BY Wire reports
Friday, January 18, 2013
1/18/13 at 2:45 AM
U.S. recognizes 1st Somali government in 2 decades
WASHINGTON - The U.S. has recognized Somalia's government for the first time in more than two decades.
Calling it a milestone in the country's fight against Islamist extremists, Secretary of State Hillary Rodham Clinton made the announcement Thursday alongside Somali President Hassan Sheikh Mohamud. President Barack Obama later met privately with the Somali leader at the White House.
The U.S. hadn't recognized a Somali government since warlords toppled dictator Mohamed Siad Barre in 1991. American intervention failed two years later after militants shot down two U.S. helicopters and killed 18 American servicemen.
Clinton said times have changed, citing the militant group al-Shabab's retreat from every major Somali city. The U.S. provided $780 million to African forces to help that effort.
Report: Miss. schools' discipline too hard on kids
JACKSON, Miss. - Civil rights advocates say harsh disciplinary practices at many Mississippi schools lead to children being expelled and even incarcerated for minor infractions, policies that disproportionately affect minorities.
A joint report by groups including the ACLU and NAACP says the problems are more widespread than just the city of Meridian, where the U.S. Justice Department has filed a suit claiming officials are running a "school-to-prison pipeline" for minor infractions.
The groups say the Meridian lawsuit is just one example of a problem "that has plagued Mississippi schools statewide for years."
The report was a joint project of the state chapters of the American Civil Liberties Union and the National Association for the Advancement of Colored People with the Mississippi Coalition for the Prevention of Schoolhouse to Jailhouse and the Advancement Project.
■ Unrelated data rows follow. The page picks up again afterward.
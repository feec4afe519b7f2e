//! On-chain side of the feeder.
//!
//! Provides the oracle update executor (key/value packing, gas policy,
//! `setMultipleValues` submission with a backup endpoint), operator key
//! loading, and the swap quoter used by the simulation scraper.

pub mod contract;
pub mod error;
pub mod gas;
pub mod keys;
pub mod packing;
pub mod simulator;
pub mod updater;

pub use contract::{make_provider, ContractWriter, OracleWriter};
pub use error::{OnchainError, OnchainResult};
pub use gas::{bump_gas_price, ASTAR_CHAIN_ID};
pub use keys::{load_signer, parse_address};
pub use packing::{pack, unpack};
pub use simulator::RouterQuoter;
pub use updater::{encode_points, run_oracle_updater, update_once};
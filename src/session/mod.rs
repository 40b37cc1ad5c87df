//! Session state: the binding of one chat to one running executor.

pub mod manager;

use std::path::PathBuf;
use std::sync::Arc;

use chrono::{DateTime, Utc};
use tokio::sync::Mutex;
use tokio::time::Instant;

use crate::executor::Executor;

pub use manager::{ManagerConfig, SessionManager};

/// An active executor process bound to a Telegram chat.
///
/// The `turn_lock` serializes sends for this chat: it is held from the
/// moment the manager commits to this session until the executor has
/// handed back an event channel. Draining the channel happens outside
/// the lock, so later messages queue behind the current turn when they
/// try to obtain their own channel.
pub struct Session {
    pub(crate) chat_id: i64,
    pub(crate) workspace: PathBuf,
    pub(crate) executor: Arc<dyn Executor>,
    pub(crate) created_at: DateTime<Utc>,
    pub(crate) turn_lock: Mutex<()>,
    pub(crate) last_activity: Mutex<Instant>,
}

/// Snapshot of a chat's session state, as reported by `/status`.
#[derive(Debug, Clone, Default)]
pub struct StatusInfo {
    /// Whether a session is currently mapped for the chat.
    pub exists: bool,
    /// Workspace directory of the session, if any.
    pub workspace: Option<PathBuf>,
    /// Creation timestamp of the session, if any.
    pub created_at: Option<DateTime<Utc>>,
}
"The bottom line is that there are no successful schools in America that have high expulsion, suspension and arrest rates," Scott Roberts, a coordinator for Advancement Project, said at a news conference in Jackson.
Poisoned lotto winner's body to be exhumed
CHICAGO - Authorities plan to exhume the body of a Chicago businessman Friday in hopes of learning exactly how he ingested a lethal dose of cyanide.
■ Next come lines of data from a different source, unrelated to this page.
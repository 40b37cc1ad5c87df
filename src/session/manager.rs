//! Session manager: maps Telegram chat IDs to active executor sessions
//! and manages their lifecycle (creation, reuse, death recovery,
//! inactivity expiry, shutdown).

use std::collections::HashMap;
use std::path::{Component, Path, PathBuf};
use std::sync::Arc;
use std::time::Duration;

use chrono::Utc;
use tokio::sync::Mutex;
use tokio::time::Instant;
use tokio_util::sync::CancellationToken;

use crate::config::Config;
use crate::error::{Error, Result};
use crate::executor::{EventReceiver, ExecutorFactory, SessionContext};

use super::{Session, StatusInfo};

/// Manager settings, resolved from the configuration file.
#[derive(Debug, Clone)]
pub struct ManagerConfig {
    /// Directory under which every workspace lives.
    pub base_path: PathBuf,
    /// Workspace subdirectory used when no chat-map entry matches.
    pub default_workspace: String,
    /// Mapping from `@username` / username / title / decimal chat id to
    /// a workspace subdirectory.
    pub chat_map: HashMap<String, String>,
    /// Remove sessions after this long without a send. `None` disables
    /// expiry.
    pub inactivity_timeout: Option<Duration>,
    /// Optional identity document injected into new sessions.
    pub identity_path: Option<PathBuf>,
    /// Optional shared-memory document injected into new sessions.
    pub memory_path: Option<PathBuf>,
}

impl ManagerConfig {
    /// Build manager settings from the loaded configuration.
    #[must_use]
    pub fn from_config(cfg: &Config) -> Self {
        Self {
            base_path: PathBuf::from(&cfg.workspaces.base_path),
            default_workspace: cfg.workspaces.default.clone(),
            chat_map: cfg.workspaces.chat_map.clone(),
            inactivity_timeout: cfg.session.inactivity_timeout(),
            identity_path: cfg.memory.identity_path.clone(),
            memory_path: cfg.memory.memory_path.clone(),
        }
    }
}

/// Maps chat IDs to active executor sessions.
///
/// The map lock is held only for lookups and inserts, never across a
/// send into a child process. Per-chat serialization is the session's
/// own `turn_lock`.
pub struct SessionManager {
    config: ManagerConfig,
    factory: ExecutorFactory,
    cancel: CancellationToken,
    sessions: Arc<Mutex<HashMap<i64, Arc<Session>>>>,
}

impl SessionManager {
    /// Create a session manager. `cancel` is the service scope: every
    /// executor is started under a child of it, and expiry timers end
    /// when it is cancelled.
    #[must_use]
    pub fn new(config: ManagerConfig, factory: ExecutorFactory, cancel: CancellationToken) -> Self {
        Self {
            config,
            factory,
            cancel,
            sessions: Arc::new(Mutex::new(HashMap::new())),
        }
    }

    /// Route a message to the session for the given chat, creating or
    /// replacing one as needed, and return the turn's event channel.
    ///
    /// `username` and `title` feed workspace resolution and may be empty.
    ///
    /// # Errors
    /// Fails when a fresh executor cannot start, when the stdin write
    /// fails, or when a replacement executor dies immediately.
    pub async fn send(
        &self,
        cancel: CancellationToken,
        chat_id: i64,
        username: &str,
        title: &str,
        message: &str,
    ) -> Result<EventReceiver> {
        // A dead executor is recovered at most once per call.
        for _ in 0..2 {
            let session = self.get_or_create(chat_id, username, title).await?;
            let turn = session.turn_lock.lock().await;

            if session.executor.alive() {
                let events = session.executor.send(cancel.clone(), message).await?;
                *session.last_activity.lock().await = Instant::now();
                drop(turn);
                return Ok(events);
            }

            drop(turn);
            log::warn!("executor for chat {chat_id} died, replacing");
            self.remove(chat_id).await;
        }

        Err(Error::session(format!(
            "replacement executor for chat {chat_id} died immediately"
        )))
    }

    /// Stop and remove any active session for the chat. The next message
    /// starts a fresh one. Idempotent.
    pub async fn reset(&self, chat_id: i64) {
        self.remove(chat_id).await;
    }

    /// Report the current session state for a chat.
    pub async fn status(&self, chat_id: i64) -> StatusInfo {
        let sessions = self.sessions.lock().await;
        match sessions.get(&chat_id) {
            Some(session) => StatusInfo {
                exists: true,
                workspace: Some(session.workspace.clone()),
                created_at: Some(session.created_at),
            },
            None => StatusInfo::default(),
        }
    }

    /// Stop every active session and clear the map. Blocks up to the
    /// per-executor shutdown grace for each session, then cancels the
    /// service scope so background timers terminate.
    pub async fn shutdown(&self) {
        let sessions: Vec<Arc<Session>> = {
            let mut map = self.sessions.lock().await;
            map.drain().map(|(_, session)| session).collect()
        };

        for session in sessions {
            log::info!("stopping session (chat {})", session.chat_id);
            if let Err(e) = session.executor.stop().await {
                log::warn!("stop executor for chat {}: {e}", session.chat_id);
            }
        }

        self.cancel.cancel();
    }

    /// Look up the session for a chat, creating and starting one when
    /// absent. Holding the map lock across `start` is fine: start is
    /// non-blocking beyond pipe and process setup.
    async fn get_or_create(
        &self,
        chat_id: i64,
        username: &str,
        title: &str,
    ) -> Result<Arc<Session>> {
        if let Some(session) = self.sessions.lock().await.get(&chat_id) {
            return Ok(Arc::clone(session));
        }

        // Workspace setup and context loading are filesystem work; do
        // them before taking the map lock.
        let workspace = self.resolve_workspace(chat_id, username, title)?;
        tokio::fs::create_dir_all(&workspace)
            .await
            .map_err(|e| Error::workspace(format!("create {}: {e}", workspace.display())))?;
        let context = self.load_context().await;

        let mut sessions = self.sessions.lock().await;
        if let Some(session) = sessions.get(&chat_id) {
            // Another task created the session while we prepared.
            return Ok(Arc::clone(session));
        }

        let executor = (self.factory)();
        executor
            .start(self.cancel.child_token(), &workspace, context)
            .await
            .map_err(|e| Error::session(format!("start executor for chat {chat_id}: {e}")))?;

        let session = Arc::new(Session {
            chat_id,
            workspace: workspace.clone(),
            executor,
            created_at: Utc::now(),
            turn_lock: Mutex::new(()),
            last_activity: Mutex::new(Instant::now()),
        });
        sessions.insert(chat_id, Arc::clone(&session));

        if let Some(timeout) = self.config.inactivity_timeout {
            self.spawn_expiry(Arc::clone(&session), timeout);
        }

        log::info!(
            "session created (chat {chat_id}, workspace {}, executor {})",
            workspace.display(),
            session.executor.name()
        );
        Ok(session)
    }

    async fn remove(&self, chat_id: i64) {
        let session = { self.sessions.lock().await.remove(&chat_id) };
        if let Some(session) = session {
            if let Err(e) = session.executor.stop().await {
                log::warn!("stop executor for chat {chat_id}: {e}");
            }
            log::info!("session removed (chat {chat_id})");
        }
    }

    /// Per-session inactivity timer. A successful send pushes the
    /// deadline forward; firing removes the session through the same
    /// path as an explicit reset, tolerating a concurrent one.
    fn spawn_expiry(&self, session: Arc<Session>, timeout: Duration) {
        let sessions = Arc::clone(&self.sessions);
        let cancel = self.cancel.clone();
        tokio::spawn(async move {
            loop {
                let deadline = *session.last_activity.lock().await + timeout;
                tokio::select! {
                    () = tokio::time::sleep_until(deadline) => {
                        if Instant::now() < *session.last_activity.lock().await + timeout {
                            // Touched while we slept.
                            continue;
                        }
                        let removed = {
                            let mut map = sessions.lock().await;
                            match map.get(&session.chat_id) {
                                Some(current) if Arc::ptr_eq(current, &session) => {
                                    map.remove(&session.chat_id);
                                    true
                                }
                                // Concurrently reset or already replaced.
                                _ => false,
                            }
                        };
                        if removed {
                            let _ = session.executor.stop().await;
                            log::info!("session expired (chat {})", session.chat_id);
                        }
                        return;
                    }
                    () = cancel.cancelled() => return,
                }
            }
        });
    }

    /// Map a chat to its workspace directory. Resolution order:
    /// 1. `@username` (chat-map key with or without the `@`)
    /// 2. chat title
    /// 3. decimal chat id
    /// 4. the configured default workspace
    ///
    /// # Errors
    /// Rejects any mapped name whose path would escape the base
    /// directory.
    fn resolve_workspace(&self, chat_id: i64, username: &str, title: &str) -> Result<PathBuf> {
        let name = self.lookup_workspace_name(chat_id, username, title);

        for component in Path::new(name).components() {
            match component {
                Component::Normal(_) | Component::CurDir => {}
                _ => {
                    return Err(Error::workspace(format!(
                        "mapped workspace {name:?} escapes the base directory"
                    )))
                }
            }
        }

        Ok(self.config.base_path.join(name))
    }

    fn lookup_workspace_name(&self, chat_id: i64, username: &str, title: &str) -> &str {
        if !username.is_empty() {
            let uname = username.trim_start_matches('@');
            if let Some(name) = self.config.chat_map.get(format!("@{uname}").as_str()) {
                return name;
            }
            if let Some(name) = self.config.chat_map.get(uname) {
                return name;
            }
        }
        if !title.is_empty() {
            if let Some(name) = self.config.chat_map.get(title) {
                return name;
            }
        }
        if let Some(name) = self.config.chat_map.get(chat_id.to_string().as_str()) {
            return name;
        }
        &self.config.default_workspace
    }

    /// Read the identity and shared-memory documents into the session
    /// context. Missing files are silently skipped; neither is
    /// required.
    async fn load_context(&self) -> SessionContext {
        let mut context = SessionContext::default();

        if let Some(path) = &self.config.identity_path {
            if let Ok(text) = tokio::fs::read_to_string(path).await {
                let text = text.trim();
                if !text.is_empty() {
                    context.identity = text.to_string();
                }
            }
        }
        if let Some(path) = &self.config.memory_path {
            if let Ok(text) = tokio::fs::read_to_string(path).await {
                let text = text.trim();
                if !text.is_empty() {
                    context.briefing = format!("---\n\n## Shared Memory\n\n{text}");
                }
            }
        }

        context
    }
}

#[cfg(test)]
mod tests {
    use super::*;
    use crate::executor::{Executor, MockExecutor};

    fn manager_with_map(map: &[(&str, &str)]) -> SessionManager {
        let config = ManagerConfig {
            base_path: PathBuf::from("/srv/workspaces"),
            default_workspace: "home".to_string(),
            chat_map: map
                .iter()
                .map(|(k, v)| (k.to_string(), v.to_string()))
                .collect(),
            inactivity_timeout: None,
            identity_path: None,
            memory_path: None,
        };
        SessionManager::new(
            config,
            Arc::new(|| Arc::new(MockExecutor::new()) as Arc<dyn Executor>),
            CancellationToken::new(),
        )
    }

    #[test]
    fn workspace_username_beats_title_and_id() {
        let mgr = manager_with_map(&[
            ("@alice", "alice-ws"),
            ("My Team", "team-ws"),
            ("1000", "id-ws"),
        ]);
        let path = mgr.resolve_workspace(1000, "alice", "My Team").unwrap();
        assert_eq!(path, PathBuf::from("/srv/workspaces/alice-ws"));
    }

    #[test]
    fn workspace_username_matches_without_at_key() {
        let mgr = manager_with_map(&[("bob", "bob-ws")]);
        let path = mgr.resolve_workspace(1, "@bob", "").unwrap();
        assert_eq!(path, PathBuf::from("/srv/workspaces/bob-ws"));
    }

    #[test]
    fn workspace_title_beats_id() {
        let mgr = manager_with_map(&[("My Team", "team-ws"), ("1000", "id-ws")]);
        let path = mgr.resolve_workspace(1000, "", "My Team").unwrap();
        assert_eq!(path, PathBuf::from("/srv/workspaces/team-ws"));
    }

    #[test]
    fn workspace_falls_back_to_chat_id_then_default() {
        let mgr = manager_with_map(&[("1000", "id-ws")]);
        assert_eq!(
            mgr.resolve_workspace(1000, "", "").unwrap(),
            PathBuf::from("/srv/workspaces/id-ws")
        );
        assert_eq!(
            mgr.resolve_workspace(9999, "", "").unwrap(),
            PathBuf::from("/srv/workspaces/home")
        );
    }

    #[test]
    fn workspace_rejects_parent_traversal() {
        let mgr = manager_with_map(&[("500", "../../etc")]);
        let err = mgr.resolve_workspace(500, "", "").unwrap_err();
        assert!(matches!(err, Error::Workspace(_)));
    }

    #[test]
    fn workspace_rejects_absolute_mapping() {
        let mgr = manager_with_map(&[("500", "/etc/passwd")]);
        let err = mgr.resolve_workspace(500, "", "").unwrap_err();
        assert!(matches!(err, Error::Workspace(_)));
    }

    #[test]
    fn workspace_allows_nested_subdirectory() {
        let mgr = manager_with_map(&[("500", "teams/zette")]);
        let path = mgr.resolve_workspace(500, "", "").unwrap();
        assert_eq!(path, PathBuf::from("/srv/workspaces/teams/zette"));
    }
}
//! # Telegram bridge for Claude Code agents
//!
//! A long-running service that connects Telegram chats to per-chat
//! Claude Code CLI subprocesses. Each chat gets its own persistent
//! agent session; replies stream back as a live-edited message.
//!
//! ## Architecture
//!
//! - [`executor`]: the subprocess bridge. One reader task per process
//!   multiplexes the agent's stream-json stdout into bounded per-turn
//!   event channels.
//! - [`session`]: the chat-id → session map with per-chat
//!   serialization, dead-executor recovery, optional inactivity
//!   expiry, and orderly shutdown.
//! - [`telegram`]: the platform adapter, response assembler, and
//!   MarkdownV2 escape transform.
//! - [`config`]: YAML configuration with environment expansion.
//! - [`error`]: error types and handling.
//!
//! ## Quick start
//!
//! ```no_run
//! use std::sync::Arc;
//! use claude_telegram_agent::executor::{ClaudeExecutor, Executor};
//! use claude_telegram_agent::session::{ManagerConfig, SessionManager};
//! use claude_telegram_agent::telegram::{Bot, TelegramApi};
//! use tokio_util::sync::CancellationToken;
//!
//! # async fn example(cfg: claude_telegram_agent::config::Config) {
//! let cancel = CancellationToken::new();
//! let model = cfg.claude.model.clone();
//! let sessions = Arc::new(SessionManager::new(
//!     ManagerConfig::from_config(&cfg),
//!     Arc::new(move || Arc::new(ClaudeExecutor::new(model.clone())) as Arc<dyn Executor>),
//!     cancel.child_token(),
//! ));
//! let bot = Bot::new(
//!     Arc::new(TelegramApi::new(cfg.telegram.bot_token.clone())),
//!     sessions,
//!     &cfg.telegram.allowed_user_ids,
//!     cfg.session.edit_interval(),
//! );
//! bot.run(cancel.clone()).await;
//! # }
//! ```

#![warn(missing_docs)]
#![warn(clippy::all)]

pub mod config;
pub mod error;
pub mod executor;
pub mod session;
pub mod telegram;

pub use config::Config;
pub use error::{Error, Result};
pub use executor::{ClaudeExecutor, Event, Executor, ExecutorFactory, MockExecutor};
pub use session::{ManagerConfig, SessionManager, StatusInfo};
pub use telegram::{Bot, BotApi, TelegramApi};

/// Version of the crate
pub const VERSION: &str = env!("CARGO_PKG_VERSION");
Urooj Khan died in July as he was about to collect $425,000 in lottery winnings. His death was initially ruled a result of natural causes, but a relative pressed for a deeper look. Full toxicology results revealed in November that Khan was poisoned. His death was reclassified a homicide.
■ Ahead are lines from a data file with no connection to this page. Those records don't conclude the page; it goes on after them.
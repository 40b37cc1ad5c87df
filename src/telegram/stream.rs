//! Streaming response assembler.
//!
//! Drains a turn's event channel into one Telegram message, edited in
//! place on a fixed cadence. Intermediate edits are plain text; the
//! final edit renders through the MarkdownV2 transform. Responses that
//! would overflow the platform's message ceiling are split into fresh
//! posts.

use std::time::Duration;

use tokio::time::Instant;
use tokio_util::sync::CancellationToken;

use crate::executor::{Event, EventReceiver};

use super::api::{BotApi, ParseMode};
use super::markdown;

/// Telegram's message size ceiling, in runes.
const MAX_MESSAGE_RUNES: usize = 4096;

/// Shown when a turn fails before producing any output.
const ERROR_FALLBACK: &str = "An error occurred while processing your message.";

/// Drain `events` into a live-updated message on `chat_id`, editing at
/// most once per `edit_interval`. Returns when the turn completes, the
/// channel closes, or `cancel` fires.
pub async fn stream_response<A: BotApi + ?Sized>(
    api: &A,
    cancel: &CancellationToken,
    chat_id: i64,
    mut events: EventReceiver,
    edit_interval: Duration,
) {
    let mut message = MessageState {
        api,
        chat_id,
        buffer: String::new(),
        last_sent: String::new(),
        message_id: None,
    };
    let mut ticker = tokio::time::interval_at(Instant::now() + edit_interval, edit_interval);

    loop {
        tokio::select! {
            event = events.recv() => match event {
                Some(Event::Text(text)) => {
                    // If appending would overflow, close out the current
                    // message and start a fresh one.
                    if rune_count(&message.buffer) + rune_count(&text) > MAX_MESSAGE_RUNES {
                        message.flush(true).await;
                        message.buffer.clear();
                        message.last_sent.clear();
                        message.message_id = None;
                    }
                    message.buffer.push_str(&text);
                }
                Some(Event::Done(text)) => {
                    // The final text is authoritative when present.
                    if !text.is_empty() {
                        message.buffer = text;
                    }
                    message.flush(true).await;
                    return;
                }
                Some(Event::Error(err)) => {
                    log::error!("executor error for chat {chat_id}: {err}");
                    if message.buffer.is_empty() {
                        message.buffer.push_str(ERROR_FALLBACK);
                    }
                    message.flush(false).await;
                    return;
                }
                None => {
                    // Unexpected close counts as end-of-turn.
                    message.flush(true).await;
                    return;
                }
            },
            _ = ticker.tick() => message.flush(false).await,
            () = cancel.cancelled() => return,
        }
    }
}

struct MessageState<'a, A: BotApi + ?Sized> {
    api: &'a A,
    chat_id: i64,
    buffer: String,
    last_sent: String,
    message_id: Option<i64>,
}

impl<A: BotApi + ?Sized> MessageState<'_, A> {
    /// Post or edit the platform message to match the buffer. A no-op
    /// when the buffer is empty or the rendered text is unchanged.
    async fn flush(&mut self, final_edit: bool) {
        if self.buffer.is_empty() {
            return;
        }

        let (text, parse_mode) = if final_edit {
            (
                markdown::format_markdown_v2(&self.buffer),
                Some(ParseMode::MarkdownV2),
            )
        } else {
            (self.buffer.clone(), None)
        };

        if text == self.last_sent {
            return;
        }

        let text = clamp_message(text);

        match self.message_id {
            None => match self.api.send_message(self.chat_id, &text, parse_mode).await {
                Ok(id) => {
                    self.message_id = Some(id);
                    self.last_sent = text;
                }
                Err(e) => {
                    log::error!("send message failed for chat {}: {e}", self.chat_id);
                }
            },
            Some(id) => {
                match self
                    .api
                    .edit_message(self.chat_id, id, &text, parse_mode)
                    .await
                {
                    Ok(()) => self.last_sent = text,
                    // Rate-limit skew on edits is expected.
                    Err(e) => log::debug!("edit message failed for chat {}: {e}", self.chat_id),
                }
            }
        }
    }
}

fn rune_count(s: &str) -> usize {
    s.chars().count()
}

/// Truncate to the message ceiling, reserving three runes for an
/// ellipsis when truncation occurs.
fn clamp_message(text: String) -> String {
    if rune_count(&text) <= MAX_MESSAGE_RUNES {
        return text;
    }
    let mut out: String = text.chars().take(MAX_MESSAGE_RUNES - 3).collect();
    out.push_str("...");
    out
}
No suspects have been identified.
The Cook County Medical Examiner's Office hopes an autopsy, expected to be finished by Friday afternoon, will produce more evidence in the event the case goes to trial.
U.S. troops worry about defense, job cuts
VICENZA, Italy - The soldiers of the 173rd Airborne Brigade Combat Team have gone to war five times since 9/11, and 84 have been killed - including 13 during their current deployment to Afghanistan.
But when members of the unit had a chance to ask Defense Secretary Leon Panetta questions Thursday, the top issue on their minds was jobs.
How would the impending budget cuts affect civilians at their post? And what will it all mean for their spouses and family members who work on the base?
Panetta had few answers, as Congress continues to struggle to reach an agreement that would avoid massive budget cuts. But as he looked out across the somber lines of battle-hardened troops, his condemnation of Capitol Hill reached new heights.
"You guys go out and you put your lives on the line, you take the worst risk of all - which is that somebody may shoot you and you may die," Panetta told the roughly 150 soldiers at the U.S. Army Garrison Vicenza. "All we're asking of our elected leaders is to take a small part of the risk," he said, that maybe they would make some constituents mad.
Panetta all but called lawmakers cowards and said that by not governing they would be undermining democracy and "the strength of everything that we hold dear."